More things are to come we’re assured, but Denon isn’t ready to talk about them. I’m told a microprocessor reset is one idea.

The Remote Control

The remote control supplied with the AVR-5805 is the same that comes with the AVR-3805, Denon’s RC-995 universal learning Electro-Luminescence remote control, with a few improvements. Obviously the 995 is upgraded to handle the
increased demands of the 5805, more zones, user modes, and Audyssey EQ.

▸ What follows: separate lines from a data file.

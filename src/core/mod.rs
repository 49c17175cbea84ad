//! Core value types: combatants, attacks, quiz questions, battle state,
//! configuration, errors and the seeded RNG used by simulated players.

pub mod attack;
pub mod combatant;
pub mod quiz;
pub mod state;
pub mod config;
pub mod error;
pub mod rng;

pub use attack::Attack;
pub use combatant::{Combatant, CombatantId, DEFAULT_MAX_VITAL};
pub use quiz::{AnsweredQuiz, Difficulty, QuizOutcome, QuizQuestion};
pub use state::{BattleState, BattleStatus, Seat, TurnRecord};
pub use config::{BattleConfig, RegenPolicy};
pub use error::{BattleError, Result};
pub use rng::BattleRng;
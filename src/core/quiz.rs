//! Quiz questions and answer outcomes.
//!
//! Questions come from an external content collaborator (see
//! `content::QuizGate`). The engine never stores or validates question
//! content; it only reads the difficulty and expected answer time of the
//! question that gated an attack, paired with the caller-measured outcome.

use serde::{Deserialize, Serialize};

/// Question difficulty.
#[derive(Clone, Copy, Debug, PartialEq, Eq, Hash, Serialize, Deserialize)]
#[serde(rename_all = "lowercase")]
pub enum Difficulty {
    Easy,
    Medium,
    Hard,
}

impl Difficulty {
    /// All difficulties, easiest first.
    pub const ALL: [Difficulty; 3] = [Difficulty::Easy, Difficulty::Medium, Difficulty::Hard];

    /// Lowercase label used in logs.
    #[must_use]
    pub const fn label(self) -> &'static str {
        match self {
            Difficulty::Easy => "easy",
            Difficulty::Medium => "medium",
            Difficulty::Hard => "hard",
        }
    }
}

impl std::fmt::Display for Difficulty {
    fn fmt(&self, f: &mut std::fmt::Formatter<'_>) -> std::fmt::Result {
        f.write_str(self.label())
    }
}

/// A timed knowledge check presented before a quiz-gated attack.
#[derive(Clone, Debug, PartialEq, Serialize, Deserialize)]
pub struct QuizQuestion {
    /// Topic the question belongs to (usually the character's theme).
    pub category: String,
    pub prompt: String,
    pub options: Vec<String>,
    pub correct_answer: String,
    pub difficulty: Difficulty,

    /// Time a reasonably quick player needs, in seconds. Scoring input only.
    pub expected_time_secs: f64,
}

impl QuizQuestion {
    /// Create a question. Options start out as just the correct answer.
    pub fn new(
        category: impl Into<String>,
        prompt: impl Into<String>,
        correct_answer: impl Into<String>,
        difficulty: Difficulty,
        expected_time_secs: f64,
    ) -> Self {
        let correct_answer = correct_answer.into();
        Self {
            category: category.into(),
            prompt: prompt.into(),
            options: vec![correct_answer.clone()],
            correct_answer,
            difficulty,
            expected_time_secs,
        }
    }

    /// Add a distractor option.
    #[must_use]
    pub fn with_option(mut self, option: impl Into<String>) -> Self {
        self.options.push(option.into());
        self
    }

    /// Check a submitted answer. Comparison ignores case and surrounding
    /// whitespace.
    #[must_use]
    pub fn is_correct(&self, answer: &str) -> bool {
        answer.trim().eq_ignore_ascii_case(self.correct_answer.trim())
    }
}

/// What happened when the player faced a question.
#[derive(Clone, Copy, Debug, PartialEq, Serialize, Deserialize)]
pub struct QuizOutcome {
    pub was_correct: bool,
    pub time_taken_secs: f64,
}

impl QuizOutcome {
    /// A correct answer after `time_taken_secs`.
    #[must_use]
    pub const fn correct(time_taken_secs: f64) -> Self {
        Self {
            was_correct: true,
            time_taken_secs,
        }
    }

    /// A wrong answer after `time_taken_secs`.
    #[must_use]
    pub const fn wrong(time_taken_secs: f64) -> Self {
        Self {
            was_correct: false,
            time_taken_secs,
        }
    }

    /// The outcome to submit when input collection was cut off at a
    /// caller-enforced deadline.
    #[must_use]
    pub const fn timed_out(deadline_secs: f64) -> Self {
        Self::wrong(deadline_secs)
    }
}

/// A question's scoring inputs paired with the player's outcome.
///
/// This is what the turn engine consumes for a quiz-gated attack.
#[derive(Clone, Copy, Debug, PartialEq, Serialize, Deserialize)]
pub struct AnsweredQuiz {
    pub difficulty: Difficulty,
    pub expected_time_secs: f64,
    pub outcome: QuizOutcome,
}

impl AnsweredQuiz {
    /// Pair a question with its outcome.
    #[must_use]
    pub fn new(question: &QuizQuestion, outcome: QuizOutcome) -> Self {
        Self {
            difficulty: question.difficulty,
            expected_time_secs: question.expected_time_secs,
            outcome,
        }
    }

    /// Grade a submitted answer against the question.
    #[must_use]
    pub fn grade(question: &QuizQuestion, answer: &str, time_taken_secs: f64) -> Self {
        let outcome = QuizOutcome {
            was_correct: question.is_correct(answer),
            time_taken_secs,
        };
        Self::new(question, outcome)
    }
}

#[cfg(test)]
mod tests {
    use super::*;

    fn capital() -> QuizQuestion {
        QuizQuestion::new("geography", "Capital of France?", "Paris", Difficulty::Easy, 5.0)
            .with_option("Lyon")
            .with_option("Nice")
    }

    #[test]
    fn test_question_options() {
        let q = capital();
        assert_eq!(q.options, vec!["Paris", "Lyon", "Nice"]);
    }

    #[test]
    fn test_answer_checking() {
        let q = capital();
        assert!(q.is_correct("Paris"));
        assert!(q.is_correct("  paris "));
        assert!(!q.is_correct("Lyon"));
    }

    #[test]
    fn test_grade() {
        let q = capital();

        let answered = AnsweredQuiz::grade(&q, "paris", 2.5);
        assert_eq!(answered.difficulty, Difficulty::Easy);
        assert_eq!(answered.expected_time_secs, 5.0);
        assert!(answered.outcome.was_correct);

        let answered = AnsweredQuiz::grade(&q, "Nice", 1.0);
        assert!(!answered.outcome.was_correct);
    }

    #[test]
    fn test_timed_out_is_wrong() {
        let outcome = QuizOutcome::timed_out(10.0);
        assert!(!outcome.was_correct);
        assert_eq!(outcome.time_taken_secs, 10.0);
    }

    #[test]
    fn test_difficulty_serialization() {
        let json = serde_json::to_string(&Difficulty::Medium).unwrap();
        assert_eq!(json, "\"medium\"");
        let back: Difficulty = serde_json::from_str("\"hard\"").unwrap();
        assert_eq!(back, Difficulty::Hard);
    }
}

However the improvements are in the operations of the remote. First, the color is blue, not the aqua from the previous model, which is much easier to see. Secondly, the text is much larger, a big improvement as far as I’m concerned. The chassis of the unit is identical, satin finished and about 9” long. All the same features: An automatically lit display when the unit is moved, which can be set to stay on in 5 second increments, set-up, source, and volume levels, inputs, etc. for all four zones.

The photo on the right illustrates the remote previously supplied with the AVR-3805 (shown on the left), and the improved version included with the AVR-5805 (shown on the right).